◆ **What the exercise asks**
For the string "ScanEvent", report how many lines in the records below contain it, and nothing more.

Material for this task START

//! The scan pipeline: session state, remediation and orchestration

pub mod session;
pub mod remediator;
pub mod orchestrator;

pub use orchestrator::{ScanConfig, Scanner};
pub use remediator::{RemediationPolicy, RemediationResult, Remediator};
pub use session::{ScanCounters, ScanSession, ScanSummary, DEFAULT_PROGRESS_EVERY};
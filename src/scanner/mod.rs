//! Directory traversal

pub mod file_scanner;

pub use file_scanner::{walk, FileCandidate, Walk, WalkError};
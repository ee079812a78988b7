//! Summary report writing

use anyhow::{Context, Result};
use std::fs::File;
use std::io::{BufWriter, Write};
use std::path::Path;

use crate::pipeline::session::ScanSummary;

/// Write the final scan summary as pretty-printed JSON
///
/// # Arguments
/// * `output_path` - Path to output file
/// * `summary` - Summary returned by the finished scan
pub fn write_summary(output_path: &Path, summary: &ScanSummary) -> Result<()> {
    let file = File::create(output_path)
        .with_context(|| format!("Failed to create summary file {}", output_path.display()))?;
    let mut writer = BufWriter::new(file);
    serde_json::to_writer_pretty(&mut writer, summary).context("Failed to write summary")?;
    writeln!(writer)?;
    writer.flush().context("Failed to flush summary file")?;
    Ok(())
}

#[cfg(test)]
mod tests {
    use super::*;
    use crate::pipeline::session::ScanCounters;
    use std::path::PathBuf;
    use tempfile::NamedTempFile;

    #[test]
    fn test_write_summary() {
        let temp_file = NamedTempFile::new().unwrap();
        let summary = ScanSummary {
            root: PathBuf::from("/mnt/archive"),
            counters: ScanCounters::default(),
            delete_failures: 2,
            inconclusive: 3,
            skipped_subtrees: 1,
            cancelled: false,
            elapsed_secs: 1.5,
        };

        write_summary(temp_file.path(), &summary).unwrap();

        let content = std::fs::read_to_string(temp_file.path()).unwrap();
        let json: serde_json::Value = serde_json::from_str(&content).unwrap();
        assert_eq!(json["root"], "/mnt/archive");
        assert_eq!(json["processed"], 0);
        assert_eq!(json["delete_failures"], 2);
        assert_eq!(json["inconclusive"], 3);
        assert_eq!(json["skipped_subtrees"], 1);
    }

    #[test]
    fn test_write_summary_bad_path() {
        let summary = ScanSummary {
            root: PathBuf::from("/"),
            counters: ScanCounters::default(),
            delete_failures: 0,
            inconclusive: 0,
            skipped_subtrees: 0,
            cancelled: false,
            elapsed_secs: 0.0,
        };
        assert!(write_summary(Path::new("/no/such/dir/summary.json"), &summary).is_err());
    }
}
//! Turns validation outcomes into deletions and counter updates

use std::fs;

use crate::core::validator::ValidationOutcome;
use crate::reporting::reporter::ScanEvent;
use crate::scanner::file_scanner::FileCandidate;

use super::session::ScanSession;

/// What to do with files judged invalid
#[derive(Debug, Default, Clone, Copy, PartialEq, Eq)]
pub enum RemediationPolicy {
    #[default]
    Delete,
    /// Count and log invalid files but leave them on disk
    ReportOnly,
}

#[derive(Debug, Clone, Copy, PartialEq, Eq)]
pub enum RemediationResult {
    Kept,
    Deleted,
    /// Deletion was attempted and failed; the scan carries on
    DeleteFailed,
    /// Invalid, but the policy forbids deletion
    Retained,
}

/// The only component that removes files
#[derive(Debug, Default, Clone, Copy)]
pub struct Remediator {
    policy: RemediationPolicy,
}

impl Remediator {
    pub fn new(policy: RemediationPolicy) -> Self {
        Self { policy }
    }

    pub fn policy(&self) -> RemediationPolicy {
        self.policy
    }

    /// Apply `outcome` to `candidate`. One deletion attempt at most, no retry.
    pub fn remediate(
        &self,
        candidate: &FileCandidate,
        kind: &str,
        outcome: &ValidationOutcome,
        session: &mut ScanSession,
    ) -> RemediationResult {
        let path = candidate.path();

        let reason = match outcome {
            ValidationOutcome::Valid => {
                session.counters_mut().record_valid();
                session.report(&ScanEvent::Validated { path, kind });
                return RemediationResult::Kept;
            }
            ValidationOutcome::Inconclusive { reason } => {
                session.counters_mut().record_valid();
                session.record_inconclusive();
                session.report(&ScanEvent::Inconclusive { path, kind, reason });
                return RemediationResult::Kept;
            }
            ValidationOutcome::Invalid { reason } => reason.as_str(),
        };

        session.counters_mut().record_invalid();

        if self.policy == RemediationPolicy::ReportOnly {
            session.report(&ScanEvent::Retained { path, kind, reason });
            return RemediationResult::Retained;
        }

        match fs::remove_file(path) {
            Ok(()) => {
                session.counters_mut().record_deleted();
                session.report(&ScanEvent::Deleted { path, kind, reason });
                RemediationResult::Deleted
            }
            Err(error) => {
                session.record_delete_failure();
                session.report(&ScanEvent::DeleteFailed {
                    path,
                    kind,
                    error: &error,
                });
                RemediationResult::DeleteFailed
            }
        }
    }
}
//! TALLY Metrics - Aggregate Data to Business Context
//!
//! This crate owns the path from upstream aggregate rows to a verified
//! [`BusinessContext`](tally_core::BusinessContext):
//!
//! - [`provider`]: the [`MetricsProvider`] seam and an in-memory provider
//! - [`normalize`]: tolerant extraction of numbers and labels from records
//! - [`format`]: display formatting that stays inside the numeric grammar
//! - [`builder`]: role-aware context building with semantic validation

pub mod builder;
pub mod format;
pub mod normalize;
pub mod provider;

pub use builder::{BuildIssue, BusinessContextBuilder, ContextBuildReport, IssueType, Severity};
pub use format::{format_count, format_currency, format_percent_change};
pub use normalize::{extract_integer, extract_numeric, extract_text};
pub use provider::{AggregateKind, InMemoryMetricsProvider, MetricRecord, MetricsProvider};
//! Anthropic API request and response types

use serde::{Deserialize, Serialize};

#[derive(Debug, Clone, Serialize)]
pub struct MessageRequest {
    pub model: String,
    pub messages: Vec<Message>,
    pub max_tokens: i32,
    #[serde(skip_serializing_if = "Option::is_none")]
    pub system: Option<String>,
    #[serde(skip_serializing_if = "Option::is_none")]
    pub temperature: Option<f32>,
}

#[derive(Debug, Clone, Serialize, Deserialize)]
pub struct Message {
    pub role: String,
    pub content: String,
}

#[derive(Debug, Clone, Deserialize)]
pub struct MessageResponse {
    #[serde(default)]
    pub content: Vec<ContentBlock>,
    #[serde(default)]
    pub stop_reason: Option<String>,
    #[serde(default)]
    pub usage: Option<Usage>,
}

#[derive(Debug, Clone, Deserialize)]
#[serde(tag = "type")]
pub enum ContentBlock {
    #[serde(rename = "text")]
    Text { text: String },
    /// Tool use, thinking and any future block type.
    #[serde(other)]
    Other,
}

#[derive(Debug, Clone, Deserialize)]
pub struct Usage {
    pub input_tokens: i64,
    pub output_tokens: i64,
}

#[derive(Debug, Clone, Deserialize)]
pub struct ApiError {
    pub error: ErrorDetail,
}

#[derive(Debug, Clone, Deserialize)]
pub struct ErrorDetail {
    pub message: String,
    #[serde(default)]
    pub r#type: Option<String>,
}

Material for this task END

◆ **Solution**
6